Philip Boyce, Gin S. Malhi
Abstract

Bipolar disorder typically arises with depressive symptoms during late adolescence, with mania following some years later. The GP has a key role in identifying patients presenting with mania and ensuring appropriate acute and long-term management. Key recommendations on each stage of the disorder can aid in developing a comprehensive biopsychosocial and lifestyle approach to management.

Key Points
  • Management of bipolar disorder requires a biopsychosocial and lifestyle approach.
  • The aim of management is to maintain mood stability.
  • The medications required differ according to the stage of the illness.
  • In the long term, maintenance of an effective mood-stabilising agent is essential.
  • Management of bipolar depression differs from the management of major depressive disorder.
  • Antidepressant monotherapy for bipolar depression is not indicated.

Bipolar disorder (BD) is a chronic lifelong illness characterised by acute exacerbations of mania or hypomania and episodes of depression, along with periods of euthymia (normal mood), that affects both sexes equally.1 Onset typically occurs during late adolescence with either depressive symptoms or an episode of major depression, and mania usually follows some years later (Box 1). In clinical practice, this is a problem because there are no clinical features that reliably distinguish a first episode of major depressive disorder (MDD) from one of bipolar depression, and the diagnosis of BD is often delayed for many years. The detection and diagnosis of BD are therefore inherently complicated. 

For classification and research purposes, BD is sometimes divided into bipolar I and bipolar II subtypes. However, in practice, this distinction, which is based on the severity and duration of manic symptoms, is arbitrary and does not meaningfully inform management.2 Hence, this article simply refers to BD.

The treatment of BD is complex because each phase of illness requires a different approach. Management calls for attention to the lifestyle factors that help to maintain wellness, in addition to biological and psychological treatments, so a comprehensive biopsychosocial and lifestyle (BPS-L) approach is needed. The Royal Australian and New Zealand College of Psychiatrists (RANZCP) Clinical practice guidelines for mood disorders provide detailed evidence- and consensus-based recommendations for the assessment and management of BD over each phase of the disorder.3 A summary version of these guidelines for BD is also available.4

This article provides an overview of the guidelines’ key recommendations for managing each phase of the disorder: mania (acute and continuation treatment), bipolar depression and long-term maintenance.

Clinical recommendations for the management of mania

Acute mania

Treatment of acute mania should generally occur under the supervision of a psychiatrist in an inpatient unit, with the patient being cared for under the relevant Mental Health Act if necessary. The GP has a key role in identifying patients presenting with mania – for example, identifying the early warning symptoms of mania when a patient’s family or carers present with concerns about problem behaviour – and ensuring appropriate management. This will involve organising a referral to the local mental health service or emergency department (often using the provisions of the Mental Health Act). 

Inpatient treatment is usually necessary because the reckless spending, inappropriate sexual behaviour and other high-risk goal-oriented actions associated with mania can damage the individual’s relationships and reputation.
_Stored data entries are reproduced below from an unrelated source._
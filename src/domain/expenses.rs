//! Project expense domain types

use chrono::NaiveDate;
use rust_decimal::Decimal;
use serde::{Deserialize, Serialize};

use super::{Attachment, HasStatus, Record, RecordId, Status};
use crate::forms::{EditableRecord, FormFields, MultipartFields, ValidationErrors};
use crate::listing::Filterable;
use crate::services::MultipartPayload;

pub const EXPENSE_FILES: &str = "expense_files";

/// Expense entity
#[derive(Debug, Clone, PartialEq, Serialize, Deserialize)]
pub struct Expense {
    pub id: RecordId,
    pub project_id: RecordId,
    pub category: String,
    #[serde(default)]
    pub description: Option<String>,
    pub amount: Decimal,
    #[serde(default)]
    pub expense_date: Option<NaiveDate>,
    #[serde(default)]
    pub paid_to: Option<String>,
    #[serde(default)]
    pub status: Status,
    #[serde(default)]
    pub expense_files: Vec<Attachment>,
}

#[derive(Debug, Clone, Default, PartialEq)]
pub struct ExpenseFields {
    pub project_id: Option<RecordId>,
    pub category: String,
    pub description: String,
    pub amount: Option<Decimal>,
    pub expense_date: Option<NaiveDate>,
    pub paid_to: String,
}

impl ExpenseFields {
    /// Blank expense pre-assigned to a project.
    pub fn for_project(project_id: RecordId) -> Self {
        Self {
            project_id: Some(project_id),
            ..Self::default()
        }
    }
}

impl FormFields for ExpenseFields {
    fn validate(&self) -> ValidationErrors {
        let mut errors = ValidationErrors::new();
        errors.require("project_id", "Project", &self.project_id);
        errors.require_text("category", "Expense category", &self.category);
        errors.require_positive("amount", "Amount", &self.amount);
        errors.require("expense_date", "Expense date", &self.expense_date);
        errors
    }
}

impl MultipartFields for ExpenseFields {
    const SLOTS: &'static [&'static str] = &[EXPENSE_FILES];
    const REQUIRED_SLOTS: &'static [&'static str] = &[EXPENSE_FILES];

    fn write_to(&self, payload: &mut MultipartPayload) {
        payload
            .text_or_empty("project_id", self.project_id)
            .text("category", self.category.trim())
            .text("description", self.description.trim())
            .text_or_empty("amount", self.amount)
            .text_or_empty("expense_date", self.expense_date)
            .text("paid_to", self.paid_to.trim());
    }
}

impl Record for Expense {
    fn id(&self) -> RecordId {
        self.id
    }
}

impl HasStatus for Expense {
    fn status(&self) -> &Status {
        &self.status
    }
}

impl EditableRecord for Expense {
    type Fields = ExpenseFields;

    fn fields(&self) -> ExpenseFields {
        ExpenseFields {
            project_id: Some(self.project_id),
            category: self.category.clone(),
            description: self.description.clone().unwrap_or_default(),
            amount: Some(self.amount),
            expense_date: self.expense_date,
            paid_to: self.paid_to.clone().unwrap_or_default(),
        }
    }

    fn attachments(&self, slot: &str) -> &[Attachment] {
        match slot {
            EXPENSE_FILES => &self.expense_files,
            _ => &[],
        }
    }

    fn workflow_status(&self) -> Option<&Status> {
        Some(&self.status)
    }
}

impl Filterable for Expense {
    fn filter_key(&self) -> &str {
        &self.category
    }
}
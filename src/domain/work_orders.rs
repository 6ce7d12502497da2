//! Work order / purchase order (WO/PO) domain types

use chrono::NaiveDate;
use rust_decimal::Decimal;
use serde::{Deserialize, Serialize};

use super::{Attachment, HasStatus, Record, RecordId, Status};
use crate::forms::{EditableRecord, FormFields, MultipartFields, ValidationErrors};
use crate::listing::Filterable;
use crate::services::MultipartPayload;

pub const ORDER_FILES: &str = "order_files";

#[derive(Debug, Clone, Copy, PartialEq, Eq, Hash, Serialize, Deserialize)]
pub enum OrderKind {
    #[serde(rename = "WO", alias = "wo")]
    WorkOrder,
    #[serde(rename = "PO", alias = "po")]
    PurchaseOrder,
}

impl OrderKind {
    pub fn code(&self) -> &'static str {
        match self {
            Self::WorkOrder => "WO",
            Self::PurchaseOrder => "PO",
        }
    }
}

#[derive(Debug, Clone, PartialEq, Serialize, Deserialize)]
pub struct WorkOrderPurchaseOrder {
    pub id: RecordId,
    pub project_id: RecordId,
    pub order_kind: OrderKind,
    pub order_number: String,
    pub vendor_name: String,
    #[serde(default)]
    pub amount: Option<Decimal>,
    #[serde(default)]
    pub issue_date: Option<NaiveDate>,
    #[serde(default)]
    pub status: Status,
    #[serde(default)]
    pub order_files: Vec<Attachment>,
}

#[derive(Debug, Clone, Default, PartialEq)]
pub struct WorkOrderFields {
    pub project_id: Option<RecordId>,
    pub order_kind: Option<OrderKind>,
    pub order_number: String,
    pub vendor_name: String,
    pub amount: Option<Decimal>,
    pub issue_date: Option<NaiveDate>,
}

impl WorkOrderFields {
    pub fn for_project(project_id: RecordId) -> Self {
        Self {
            project_id: Some(project_id),
            ..Self::default()
        }
    }
}

impl FormFields for WorkOrderFields {
    fn validate(&self) -> ValidationErrors {
        let mut errors = ValidationErrors::new();
        errors.require("project_id", "Project", &self.project_id);
        errors.require("order_kind", "Order type", &self.order_kind);
        errors.require_text("order_number", "Order number", &self.order_number);
        errors.require_text("vendor_name", "Vendor name", &self.vendor_name);
        errors.require_positive("amount", "Order amount", &self.amount);
        errors.require("issue_date", "Issue date", &self.issue_date);
        errors
    }
}

impl MultipartFields for WorkOrderFields {
    const SLOTS: &'static [&'static str] = &[ORDER_FILES];
    const REQUIRED_SLOTS: &'static [&'static str] = &[ORDER_FILES];

    fn write_to(&self, payload: &mut MultipartPayload) {
        payload
            .text_or_empty("project_id", self.project_id)
            .text_or_empty("order_kind", self.order_kind.map(|k| k.code()))
            .text("order_number", self.order_number.trim())
            .text("vendor_name", self.vendor_name.trim())
            .text_or_empty("amount", self.amount)
            .text_or_empty("issue_date", self.issue_date);
    }
}

impl Record for WorkOrderPurchaseOrder {
    fn id(&self) -> RecordId {
        self.id
    }
}

impl HasStatus for WorkOrderPurchaseOrder {
    fn status(&self) -> &Status {
        &self.status
    }
}

impl EditableRecord for WorkOrderPurchaseOrder {
    type Fields = WorkOrderFields;

    fn fields(&self) -> WorkOrderFields {
        WorkOrderFields {
            project_id: Some(self.project_id),
            order_kind: Some(self.order_kind),
            order_number: self.order_number.clone(),
            vendor_name: self.vendor_name.clone(),
            amount: self.amount,
            issue_date: self.issue_date,
        }
    }

    fn attachments(&self, slot: &str) -> &[Attachment] {
        match slot {
            ORDER_FILES => &self.order_files,
            _ => &[],
        }
    }

    fn workflow_status(&self) -> Option<&Status> {
        Some(&self.status)
    }
}

impl Filterable for WorkOrderPurchaseOrder {
    fn filter_key(&self) -> &str {
        &self.vendor_name
    }
}

#[cfg(test)]
mod tests {
    use super::*;

    #[test]
    fn order_kind_uses_short_codes() {
        let kind: OrderKind = serde_json::from_str(r#""po""#).unwrap();
        assert_eq!(kind, OrderKind::PurchaseOrder);
        assert_eq!(serde_json::to_string(&OrderKind::WorkOrder).unwrap(), r#""WO""#);
    }
}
Patients with mania can be very persuasive and may convince their family and GP that they are well and nothing is wrong. It is not uncommon for patients presenting with mania to push limits and rationalise their inappropriate behaviour to make a case for not being admitted. It is wise to be prudent in such cases, to insist on the patient being admitted to hospital and to not succumb to the patient’s persuasive arguments that all is well, while still maintaining rapport with both the patient and family members. 

The management of acute mania involves treating the biological symptoms using an antimanic agent, such as lithium (a mood stabiliser), or an anticonvulsant mood stabiliser in combination with an antipsychotic, preferably one of the better tolerated second-generation antipsychotics (SGAs). Benzodiazepines can be added, especially at the outset, for a limited time, to counter overarousal and disturbed behaviour, and a hypnotic can be useful to reinstate a regular pattern of sleep. 

Behaviourally, firm limit setting is essential, and a low-stimulus environment is necessary to lower activity levels.  While in a manic state, patients should be prevented from making important and lasting decisions, such as changing jobs, investing money or starting or ending relationships. 

The main features of mania and its treatment are summarised in Box 2. The Table  provides the key recommendations for the management of mania. 

Continuation treatment

Once the acute symptoms of mania resolve, the focus of management shifts to the continuation phase (Figure 1).3 This phase of treatment usually commences in the inpatient unit and continues for some months after discharge from hospital until the patient has achieved a significant period of mood stability. The goals in this phase are to achieve optimal mood stability, prevent the recurrence of acute episodes and work towards full functional recovery. 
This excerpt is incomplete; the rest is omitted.